This invention relates to automatic choke valve apparatus for an internal combustion engine for a motorcar or the like.
The Applicants have previously proposed in U.S. application Ser. No. 558,714 a type of apparatus in which a choke valve within an inlet passage of an internal combustion engine is provided on one side thereof with a pulse motor connected thereto and connected to a drive pulse circuit, so that the valve is controlled according to engine temperature by driving the pulse motor by an output pulse signal from the circuit, which corresponds to engine temperature.

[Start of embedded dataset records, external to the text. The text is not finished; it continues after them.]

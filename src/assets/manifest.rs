use std::path::Path;

use anyhow::Context;

use crate::foundation::core::Placement;
use crate::foundation::error::{PuffsError, PuffsResult};

/// Default oversampling applied when rasterizing vector sources.
pub const DEFAULT_RESOLUTION: f64 = 4.0;

/// Kind of source art an asset is built from.
#[derive(Clone, Copy, Debug, Default, PartialEq, Eq, serde::Serialize, serde::Deserialize)]
#[serde(rename_all = "lowercase")]
pub enum SourceKind {
    /// SVG markup.
    #[default]
    Vector,
    /// Encoded raster image (PNG, JPEG, ...).
    Bitmap,
}

/// Weapon animation selected by an equipped weapon.
#[derive(Clone, Copy, Debug, PartialEq, Eq, Hash, serde::Serialize, serde::Deserialize)]
#[serde(rename_all = "lowercase")]
pub enum BehaviorTag {
    /// Spring-driven arc toggle.
    Swing,
    /// Forward thrust along the aim direction.
    Jab,
}

/// Equipment slot an attachment occupies.
#[derive(Clone, Copy, Debug, PartialEq, Eq, Hash, serde::Serialize, serde::Deserialize)]
#[serde(rename_all = "lowercase")]
pub enum Slot {
    /// Drawn on top of the head.
    Headwear,
    /// Held in the hand facing the pointer.
    Weapon,
}

/// Fixed body part of the character rig.
#[derive(Clone, Copy, Debug, PartialEq, Eq, Hash, serde::Serialize, serde::Deserialize)]
#[serde(rename_all = "lowercase")]
pub enum RigPart {
    /// Main body silhouette.
    Body,
    /// Eyes (blink + look offset).
    Eyes,
    /// Mouth (look offset).
    Mouth,
    /// Hand, drawn twice.
    Hand,
}

impl RigPart {
    /// Every part the rig needs to render.
    pub const ALL: [RigPart; 4] = [Self::Body, Self::Eyes, Self::Mouth, Self::Hand];
}

/// Attachment semantics of an asset.
#[derive(Clone, Copy, Debug, PartialEq)]
pub enum Attachment {
    /// Plain asset, or the "nothing equipped" choice of a slot.
    None,
    /// Swappable headwear.
    Headwear {
        /// Placement relative to the top of the body.
        placement: Placement,
    },
    /// Swappable weapon with its own motion.
    Weapon {
        /// Which animation drives it.
        behavior: BehaviorTag,
        /// Placement relative to the hand.
        placement: Placement,
    },
    /// Placeholder entry standing for "upload your own" in a slot.
    Upload {
        /// Slot the uploaded asset goes into.
        slot: Slot,
    },
}

impl Attachment {
    /// Placement, for attachments that are drawn on the rig.
    pub fn placement(&self) -> Option<Placement> {
        match *self {
            Self::Headwear { placement } | Self::Weapon { placement, .. } => Some(placement),
            Self::None | Self::Upload { .. } => None,
        }
    }

    /// Behavior tag, weapons only.
    pub fn behavior(&self) -> Option<BehaviorTag> {
        match *self {
            Self::Weapon { behavior, .. } => Some(behavior),
            _ => None,
        }
    }

    /// Replace the placement; returns false when the attachment carries none.
    pub fn set_placement(&mut self, new_placement: Placement) -> bool {
        match self {
            Self::Headwear { placement } | Self::Weapon { placement, .. } => {
                *placement = new_placement;
                true
            }
            Self::None | Self::Upload { .. } => false,
        }
    }
}

/// Attachment kind as written in the manifest.
#[derive(Clone, Copy, Debug, Default, PartialEq, Eq, serde::Serialize, serde::Deserialize)]
#[serde(rename_all = "lowercase")]
pub enum AttachmentKind {
    /// See [`Attachment::None`].
    #[default]
    None,
    /// See [`Attachment::Headwear`].
    Headwear,
    /// See [`Attachment::Weapon`].
    Weapon,
    /// See [`Attachment::Upload`].
    Upload,
}

/// One raw manifest entry.
#[derive(Clone, Debug, PartialEq, serde::Serialize, serde::Deserialize)]
#[serde(rename_all = "camelCase", deny_unknown_fields)]
pub struct ManifestEntry {
    /// Display name.
    pub name: String,
    /// Path relative to the manifest directory; doubles as the asset key.
    pub path: String,
    /// Source art kind.
    #[serde(default)]
    pub source: SourceKind,
    /// Whether an outlined variant is maintained.
    #[serde(default)]
    pub outline: bool,
    /// Attachment kind.
    #[serde(default)]
    pub attachment: AttachmentKind,
    /// Weapon behavior tag.
    #[serde(default, skip_serializing_if = "Option::is_none")]
    pub behavior: Option<BehaviorTag>,
    /// Default placement transform.
    #[serde(default, skip_serializing_if = "Option::is_none")]
    pub transform: Option<Placement>,
    /// Rasterization oversampling for vector sources.
    #[serde(default, skip_serializing_if = "Option::is_none")]
    pub resolution: Option<f64>,
    /// Slot for `none` and `upload` entries.
    #[serde(default, skip_serializing_if = "Option::is_none")]
    pub slot: Option<Slot>,
    /// Rig part this asset provides.
    #[serde(default, skip_serializing_if = "Option::is_none")]
    pub part: Option<RigPart>,
    /// Whether the body recolor applies to this asset.
    #[serde(default)]
    pub colorable: bool,
}

/// Validated per-asset metadata.
#[derive(Clone, Debug, PartialEq)]
pub struct AssetMeta {
    /// Display name.
    pub name: String,
    /// Attachment semantics.
    pub attachment: Attachment,
    /// Slot the asset belongs to, if any.
    pub slot: Option<Slot>,
    /// Rig part the asset provides, if any.
    pub part: Option<RigPart>,
    /// Whether an outlined variant is maintained.
    pub outline: bool,
    /// Whether body recolor applies.
    pub colorable: bool,
    /// Rasterization oversampling.
    pub resolution: f64,
}

/// Validated manifest entry ready to be loaded.
#[derive(Clone, Debug, PartialEq)]
pub struct AssetSpec {
    /// Normalized asset key.
    pub key: String,
    /// Source art kind.
    pub source: SourceKind,
    /// Metadata.
    pub meta: AssetMeta,
}

impl ManifestEntry {
    /// Check required attachment fields and build an [`AssetSpec`].
    pub fn validate(&self) -> PuffsResult<AssetSpec> {
        let entry = if self.name.is_empty() {
            self.path.as_str()
        } else {
            self.name.as_str()
        };
        let malformed = |reason: &str| PuffsError::malformed(entry, reason);

        let key = normalize_rel_path(&self.path).map_err(|e| malformed(&e.to_string()))?;

        if let Some(t) = &self.transform
            && !t.is_finite()
        {
            return Err(malformed("transform must be finite"));
        }
        if self.behavior.is_some() && self.attachment != AttachmentKind::Weapon {
            return Err(malformed("behavior is only valid on weapon entries"));
        }

        let attachment = match self.attachment {
            AttachmentKind::None => Attachment::None,
            AttachmentKind::Headwear => Attachment::Headwear {
                placement: self
                    .transform
                    .ok_or_else(|| malformed("headwear entries require a transform"))?,
            },
            AttachmentKind::Weapon => Attachment::Weapon {
                behavior: self
                    .behavior
                    .ok_or_else(|| malformed("weapon entries require a behavior"))?,
                placement: self
                    .transform
                    .ok_or_else(|| malformed("weapon entries require a transform"))?,
            },
            AttachmentKind::Upload => Attachment::Upload {
                slot: self
                    .slot
                    .ok_or_else(|| malformed("upload entries require a slot"))?,
            },
        };

        let slot = match attachment {
            Attachment::Headwear { .. } => Some(Slot::Headwear),
            Attachment::Weapon { .. } => Some(Slot::Weapon),
            Attachment::Upload { slot } => Some(slot),
            Attachment::None => self.slot,
        };
        if let (Some(declared), Some(derived)) = (self.slot, slot)
            && declared != derived
        {
            return Err(malformed("slot disagrees with attachment kind"));
        }
        if self.part.is_some() && !matches!(attachment, Attachment::None) {
            return Err(malformed("rig parts cannot also be attachments"));
        }

        let resolution = self.resolution.unwrap_or(DEFAULT_RESOLUTION);
        if !resolution.is_finite() || resolution <= 0.0 {
            return Err(malformed("resolution must be finite and > 0"));
        }

        Ok(AssetSpec {
            key,
            source: self.source,
            meta: AssetMeta {
                name: self.name.clone(),
                attachment,
                slot,
                part: self.part,
                outline: self.outline,
                colorable: self.colorable,
                resolution,
            },
        })
    }
}

/// Static list of assets loaded once at startup.
#[derive(Clone, Debug, Default, PartialEq, serde::Serialize, serde::Deserialize)]
#[serde(transparent)]
pub struct Manifest {
    /// Entries in declaration order.
    pub entries: Vec<ManifestEntry>,
}

impl Manifest {
    /// Parse manifest JSON.
    pub fn from_json(json: &str) -> PuffsResult<Self> {
        serde_json::from_str(json).map_err(|e| PuffsError::serde(e.to_string()))
    }

    /// Read and parse a manifest file.
    pub fn from_path(path: &Path) -> PuffsResult<Self> {
        let text = std::fs::read_to_string(path)
            .with_context(|| format!("read manifest '{}'", path.display()))?;
        Self::from_json(&text)
    }

    /// Validate every entry, failing on the first malformed one.
    pub fn validate(&self) -> PuffsResult<Vec<AssetSpec>> {
        let specs = self
            .entries
            .iter()
            .map(ManifestEntry::validate)
            .collect::<PuffsResult<Vec<_>>>()?;

        for part in RigPart::ALL {
            let n = specs.iter().filter(|s| s.meta.part == Some(part)).count();
            if n != 1 {
                return Err(PuffsError::malformed(
                    "manifest",
                    format!("expected exactly one {part:?} part, found {n}"),
                ));
            }
        }

        let mut seen = std::collections::HashSet::new();
        for s in &specs {
            if !seen.insert(s.key.as_str()) {
                return Err(PuffsError::malformed(
                    s.key.as_str(),
                    "duplicate asset path",
                ));
            }
        }

        Ok(specs)
    }
}

/// Normalize and validate manifest-relative asset paths.
///
/// The normalized result uses `/` separators, removes `.` segments, and rejects absolute paths or
/// parent traversals (`..`).
pub fn normalize_rel_path(source: &str) -> PuffsResult<String> {
    let s = source.replace('\\', "/");
    if s.starts_with('/') {
        return Err(PuffsError::validation("asset paths must be relative"));
    }
    if s.is_empty() {
        return Err(PuffsError::validation("asset path must be non-empty"));
    }

    let mut out = Vec::<&str>::new();
    for part in s.split('/') {
        if part.is_empty() || part == "." {
            continue;
        }
        if part == ".." {
            return Err(PuffsError::validation("asset paths must not contain '..'"));
        }
        out.push(part);
    }

    if out.is_empty() {
        return Err(PuffsError::validation("asset path must contain a file name"));
    }

    Ok(out.join("/"))
}

#[cfg(test)]
#[path = "../../tests/unit/assets/manifest.rs"]
mod tests;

In the aforesaid application, a pulse generator constituting the drive pulse circuit is constructed as a variable frequency type oscillator whose oscillation frequency is varied by a temperature sensitive type variable resistor which varies in resistance value according to engine temperature. However, with this arrangement, the pulse motor must be a variable speed type motor whose output speed of revolution is varied according to change of input pulse frequency. This type of motor is comparatively expensive.
An object of this invention is to provide an apparatus which avoids such disadvantage.
According to this invention, in an automatic choke valve apparatus of the type in which a choke valve within an inlet passage of an internal combustion engine is connected to a pulse motor in turn connected to a drive pulse circuit such that the choke valve is controllably opened by driving the motor by an output pulse signal of the circuit, the apparatus is characterized in that the drive pulse circuit is composed of a pulse generator which oscillates at a fixed frequency and to the output thereof a flicker is connected whose intermittent property is controlled according to engine temperature.
An embodiment of this invention will next be described with reference to the accompanying drawings.
FIG. 1 is a perspective view of one embodiment of the apparatus according to this invention,
FIG. 2 is a circuit diagram of an electric circuit incorporated therein,
FIG. 3 is a graph showing the operation of the choke valve in accordance with the circuit of FIG. 2, and
FIG. 4 is a circuit diagram of the flicker in the circuit of FIG. 2.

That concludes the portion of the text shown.